The International Association for K-12 Online Learning’s (iNACOL) Director of Policy, David Teeter, recently published “Online Learning: Top 5 Federal Policy Issues Brief,” which takes a close look at reforms to improve student-centered, competency-based policies for online learning.
The policy brief provides background and recommendations for five key issues, which include the following:
- Individual student growth models to support student-centered, competency-based learning
- Performance-based systems of assessments
- Federal research for High-quality online learning
- Human capital development through redesigned preservice/in-service training for online and blended learning; and
- Reliable and ubiquitous student access to the Internet and quality learning materials.
The policy suggests that instead of yearly progress assessments, schools should use realtime data to evaluate learning over time and integrate individual growth plans. Competency-based learning models drive the demand for improved performance-based assessment tools that help determine students’ proficiency of new concepts throughout the school year after projects, units, etc.
As online and blended learning programs continue grow in the education market today, we need research and data around best practices to ensure the success of future models.
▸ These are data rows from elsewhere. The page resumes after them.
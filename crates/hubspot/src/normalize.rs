//! HubSpot object payloads mapped onto the shared lead/call/deal schema.

use std::str::FromStr;

use chrono::{DateTime, Utc};
use compass_core::domain::budget::StageSentinels;
use compass_core::domain::call::{Call, CallDirection, DEFAULT_CALL_OUTCOME};
use compass_core::domain::lead::{Lead, DEFAULT_LEAD_STATUS, UNKNOWN_LEAD_SOURCE};
use compass_core::normalize::{from_epoch_millis, parse_timestamp};
use rust_decimal::Decimal;
use serde_json::Value;

pub const CONTACT_PROPERTIES: &[&str] = &[
    "firstname",
    "lastname",
    "email",
    "phone",
    "company",
    "hs_lead_status",
    "hs_analytics_source",
    "createdate",
    "lastmodifieddate",
];

pub const CALL_PROPERTIES: &[&str] = &[
    "hs_call_duration",
    "hs_call_direction",
    "hs_call_status",
    "hs_call_body",
    "createdate",
    "hs_call_recording_url",
];

pub const DEAL_PROPERTIES: &[&str] =
    &["amount", "dealstage", "closedate", "dealname", "createdate", "hs_deal_stage_probability"];

pub const STAGE_SENTINELS: StageSentinels =
    StageSentinels { closed_won: "closedwon", closed_lost: "closedlost" };

pub const UNKNOWN_STAGE: &str = "unknown";

fn property<'a>(object: &'a Value, key: &str) -> Option<&'a Value> {
    object.get("properties").and_then(|properties| properties.get(key)).filter(|v| !v.is_null())
}

/// Non-empty text form of a property; numbers are rendered as text.
fn property_text(object: &Value, key: &str) -> Option<String> {
    match property(object, key)? {
        Value::String(text) if !text.trim().is_empty() => Some(text.clone()),
        Value::Number(number) => Some(number.to_string()),
        _ => None,
    }
}

pub fn object_id(object: &Value) -> String {
    match object.get("id") {
        Some(Value::String(id)) => id.clone(),
        Some(Value::Number(id)) => id.to_string(),
        _ => String::new(),
    }
}

/// HubSpot timestamps are usually epoch milliseconds, sometimes as digit
/// strings. Anything else goes through the shared ladder.
pub fn parse_hubspot_date(value: Option<&Value>) -> Option<DateTime<Utc>> {
    match value? {
        Value::String(text) if !text.is_empty() && text.bytes().all(|b| b.is_ascii_digit()) => {
            text.parse::<i64>().ok().and_then(from_epoch_millis)
        }
        other => parse_timestamp(other),
    }
}

pub fn normalize_contact(raw: &Value) -> Lead {
    let first = property_text(raw, "firstname").unwrap_or_default();
    let last = property_text(raw, "lastname").unwrap_or_default();
    let email = property_text(raw, "email");

    let full_name = format!("{first} {last}").trim().to_string();
    let name = if full_name.is_empty() {
        email.clone().unwrap_or_else(|| "Unknown".to_string())
    } else {
        full_name
    };

    let mut lead = Lead::new(object_id(raw));
    lead.name = Some(name);
    lead.email = email;
    lead.phone = property_text(raw, "phone");
    lead.company = property_text(raw, "company");
    lead.status =
        property_text(raw, "hs_lead_status").unwrap_or_else(|| DEFAULT_LEAD_STATUS.to_string());
    lead.source = property_text(raw, "hs_analytics_source")
        .unwrap_or_else(|| UNKNOWN_LEAD_SOURCE.to_string());
    lead.created_at = parse_hubspot_date(property(raw, "createdate"));
    lead.updated_at = parse_hubspot_date(property(raw, "lastmodifieddate"));
    lead.raw_data = raw.clone();
    lead
}

/// Seconds; unreadable or negative values count as zero.
fn parse_duration(value: Option<&Value>) -> u64 {
    match value {
        Some(Value::Number(number)) => number
            .as_u64()
            .or_else(|| number.as_f64().filter(|f| *f >= 0.0).map(|f| f as u64))
            .unwrap_or(0),
        Some(Value::String(text)) => {
            let text = text.trim();
            text.parse::<u64>()
                .ok()
                .or_else(|| text.parse::<f64>().ok().filter(|f| *f >= 0.0).map(|f| f as u64))
                .unwrap_or(0)
        }
        _ => 0,
    }
}

/// `lead_external_id` is left empty; HubSpot keeps it behind an association.
pub fn normalize_call(raw: &Value) -> Call {
    let mut call = Call::new(object_id(raw));
    call.direction = CallDirection::parse(property_text(raw, "hs_call_direction").as_deref());
    call.duration = parse_duration(property(raw, "hs_call_duration"));
    call.outcome =
        property_text(raw, "hs_call_status").unwrap_or_else(|| DEFAULT_CALL_OUTCOME.to_string());
    call.notes = property_text(raw, "hs_call_body").unwrap_or_default();
    call.recording_url = property_text(raw, "hs_call_recording_url");
    call.created_at = parse_hubspot_date(property(raw, "createdate"));
    call.raw_data = raw.clone();
    call
}

pub fn deal_amount(raw: &Value) -> Decimal {
    property_text(raw, "amount")
        .and_then(|amount| {
            let amount = amount.trim();
            Decimal::from_str(amount).or_else(|_| Decimal::from_scientific(amount)).ok()
        })
        .unwrap_or(Decimal::ZERO)
}

pub fn deal_stage(raw: &Value) -> String {
    property_text(raw, "dealstage").unwrap_or_else(|| UNKNOWN_STAGE.to_string())
}

/// Contact ids from `associations.contacts.results[*].id`.
pub fn deal_contact_ids(raw: &Value) -> Vec<String> {
    raw.pointer("/associations/contacts/results")
        .and_then(Value::as_array)
        .map(|results| results.iter().map(object_id).filter(|id| !id.is_empty()).collect())
        .unwrap_or_default()
}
Teeter suggests that the federal government should fund base-line research on the demographics and performance of students while remaining in support of deeper, pedagogical research.
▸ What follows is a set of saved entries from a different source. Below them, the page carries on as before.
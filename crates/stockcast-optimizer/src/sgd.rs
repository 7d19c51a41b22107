//! Stochastic Gradient Descent (SGD) optimizer.
//!
//! SGD updates parameters by subtracting the gradient scaled by the
//! learning rate.

use crate::{Optimizer, OptimizerConfig, OptimizerError};
use serde::{Deserialize, Serialize};

/// Stochastic Gradient Descent optimizer.
///
/// Updates parameters using the formula:
/// `param = param - learning_rate * gradient`
#[derive(Debug, Clone, Serialize, Deserialize)]
pub struct Sgd {
    /// Learning rate for gradient updates.
    learning_rate: f32,
    /// Configuration used to create this optimizer.
    config: OptimizerConfig,
}

impl Sgd {
    /// Creates a new SGD optimizer with the given learning rate.
    pub fn with_learning_rate(learning_rate: f32) -> Self {
        let config = OptimizerConfig::Sgd { learning_rate };
        Self {
            learning_rate,
            config,
        }
    }
}

impl Optimizer for Sgd {
    fn new(config: OptimizerConfig) -> Result<Self, OptimizerError> {
        match config {
            OptimizerConfig::Sgd { learning_rate } => Ok(Self {
                learning_rate,
                config,
            }),
            _ => Err(OptimizerError::ConfigMismatch {
                expected: "Sgd".to_string(),
                got: config.name().to_string(),
            }),
        }
    }

    fn apply_gradients(&mut self, params: &mut [f32], gradients: &[f32]) {
        for (p, g) in params.iter_mut().zip(gradients.iter()) {
            *p -= self.learning_rate * g;
        }
    }

    fn config(&self) -> &OptimizerConfig {
        &self.config
    }
}

#[cfg(test)]
mod tests {
    use super::*;

    #[test]
    fn test_sgd_update() {
        let mut sgd = Sgd::with_learning_rate(0.1);
        let mut params = vec![1.0, 2.0, 3.0];
        sgd.apply_gradients(&mut params, &[1.0, 1.0, 1.0]);
        assert_eq!(params, vec![0.9, 1.9, 2.9]);
    }

    #[test]
    fn test_sgd_rejects_other_configs() {
        let config = OptimizerConfig::Adam {
            learning_rate: 0.001,
            beta1: 0.9,
            beta2: 0.999,
            epsilon: 1e-8,
        };
        assert!(matches!(
            Sgd::new(config),
            Err(OptimizerError::ConfigMismatch { .. })
        ));
    }
}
The fast development of technology has presented a teaching demand that fixates on a moving target. Teeter calls for improved professional development and training for educators around online and blended learning practices. He says, the federal government should provide quality, leadership and educator development resources to help educators improve teaching around student-centered and competency-based learning models.
Lastly, infrastructure is the one link that must be in place to ensure online and blended programs are accessible to schools across the United States. Giving schools access to technology and the Internet opens learning to the entire idea economy on the Web.